- [Your task]: Your response should be the complete listing, copied exactly.

○ ○ ○

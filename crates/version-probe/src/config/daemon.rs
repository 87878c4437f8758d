use std::net::SocketAddr;
use std::path::PathBuf;
use std::time::Duration;

use clap::Parser;

pub const DEFAULT_NAMESPACE: &str = "os";
pub const DEFAULT_PORT: u16 = 8000;
pub const DEFAULT_INTERVAL_SECONDS: u64 = 43_200;
pub const DEFAULT_EXEC_TIMEOUT_SECONDS: u64 = 60;

/// Options shared by every command that talks to the cluster.
#[derive(Parser, Clone, Debug)]
pub struct ClusterArgs {
    #[arg(
        long,
        env = "PROBE_NAMESPACE",
        default_value = DEFAULT_NAMESPACE,
        help = "Namespace in which component pods are looked up"
    )]
    pub namespace: String,

    #[command(flatten)]
    pub catalog: CatalogArgs,

    #[arg(
        long,
        env = "PROBE_EXEC_TIMEOUT_SECONDS",
        default_value_t = DEFAULT_EXEC_TIMEOUT_SECONDS,
        value_parser = clap::value_parser!(u64).range(1..),
        help = "Upper bound for a single in-container version command"
    )]
    pub exec_timeout_seconds: u64,

    #[arg(
        long,
        env = "KUBECONFIG",
        value_hint = clap::ValueHint::FilePath,
        help = "Path to kubeconfig file (defaults to cluster config or ~/.kube/config)"
    )]
    pub kubeconfig: Option<PathBuf>,
}

impl ClusterArgs {
    pub fn exec_timeout(&self) -> Duration {
        Duration::from_secs(self.exec_timeout_seconds)
    }
}

#[derive(Parser, Clone, Debug, Default)]
pub struct CatalogArgs {
    #[arg(
        long = "catalog",
        env = "PROBE_CATALOG",
        value_hint = clap::ValueHint::FilePath,
        help = "YAML file mapping component names to version commands (defaults to the built-in catalog)"
    )]
    pub catalog_path: Option<PathBuf>,
}

#[derive(Parser, Clone, Debug)]
pub struct DaemonArgs {
    #[command(flatten)]
    pub cluster: ClusterArgs,

    #[arg(
        long,
        env = "PROBE_LISTEN_HOST",
        default_value = "0.0.0.0",
        help = "Address the metrics endpoint binds to"
    )]
    pub listen_host: std::net::IpAddr,

    #[arg(
        long,
        env = "PROBE_PORT",
        default_value_t = DEFAULT_PORT,
        help = "Port of the metrics endpoint"
    )]
    pub port: u16,

    #[arg(
        long,
        env = "PROBE_INTERVAL_SECONDS",
        default_value_t = DEFAULT_INTERVAL_SECONDS,
        value_parser = clap::value_parser!(u64).range(1..),
        help = "Seconds between two probe cycles"
    )]
    pub interval_seconds: u64,
}

impl DaemonArgs {
    pub fn listen_addr(&self) -> SocketAddr {
        SocketAddr::new(self.listen_host, self.port)
    }

    pub fn interval(&self) -> Duration {
        Duration::from_secs(self.interval_seconds)
    }
}

#[derive(Parser, Clone, Debug)]
pub struct ProbeArgs {
    #[command(flatten)]
    pub cluster: ClusterArgs,
}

○ ○ ○

- [Expected answer]:
filename crates/version-probe/src/config/daemon.rs
repository 87878c4437f8758d
use std::net::SocketAddr;
use std::path::PathBuf;
use std::time::Duration;

use clap::Parser;

pub const DEFAULT_NAMESPACE: &str = "os";
pub const DEFAULT_PORT: u16 = 8000;
pub const DEFAULT_INTERVAL_SECONDS: u64 = 43_200;
pub const DEFAULT_EXEC_TIMEOUT_SECONDS: u64 = 60;

/// Options shared by every command that talks to the cluster.
#[derive(Parser, Clone, Debug)]
pub struct ClusterArgs {
    #[arg(
        long,
        env = "PROBE_NAMESPACE",
        default_value = DEFAULT_NAMESPACE,
        help = "Namespace in which component pods are looked up"
    )]
    pub namespace: String,

    #[command(flatten)]
    pub catalog: CatalogArgs,

    #[arg(
        long,
        env = "PROBE_EXEC_TIMEOUT_SECONDS",
        default_value_t = DEFAULT_EXEC_TIMEOUT_SECONDS,
        value_parser = clap::value_parser!(u64).range(1..),
        help = "Upper bound for a single in-container version command"
    )]
    pub exec_timeout_seconds: u64,

    #[arg(
        long,
        env = "KUBECONFIG",
        value_hint = clap::ValueHint::FilePath,
        help = "Path to kubeconfig file (defaults to cluster config or ~/.kube/config)"
    )]
    pub kubeconfig: Option<PathBuf>,
}

impl ClusterArgs {
    pub fn exec_timeout(&self) -> Duration {
        Duration::from_secs(self.exec_timeout_seconds)
    }
}

#[derive(Parser, Clone, Debug, Default)]
pub struct CatalogArgs {
    #[arg(
        long = "catalog",
        env = "PROBE_CATALOG",
        value_hint = clap::ValueHint::FilePath,
        help = "YAML file mapping component names to version commands (defaults to the built-in catalog)"
    )]
    pub catalog_path: Option<PathBuf>,
}

#[derive(Parser, Clone, Debug)]
pub struct DaemonArgs {
    #[command(flatten)]
    pub cluster: ClusterArgs,

    #[arg(
        long,
        env = "PROBE_LISTEN_HOST",
        default_value = "0.0.0.0",
        help = "Address the metrics endpoint binds to"
    )]
    pub listen_host: std::net::IpAddr,

    #[arg(
        long,
        env = "PROBE_PORT",
        default_value_t = DEFAULT_PORT,
        help = "Port of the metrics endpoint"
    )]
    pub port: u16,

    #[arg(
        long,
        env = "PROBE_INTERVAL_SECONDS",
        default_value_t = DEFAULT_INTERVAL_SECONDS,
        value_parser = clap::value_parser!(u64).range(1..),
        help = "Seconds between two probe cycles"
    )]
    pub interval_seconds: u64,
}

impl DaemonArgs {
    pub fn listen_addr(&self) -> SocketAddr {
        SocketAddr::new(self.listen_host, self.port)
    }

    pub fn interval(&self) -> Duration {
        Duration::from_secs(self.interval_seconds)
    }
}

#[derive(Parser, Clone, Debug)]
pub struct ProbeArgs {
    #[command(flatten)]
    pub cluster: ClusterArgs,
}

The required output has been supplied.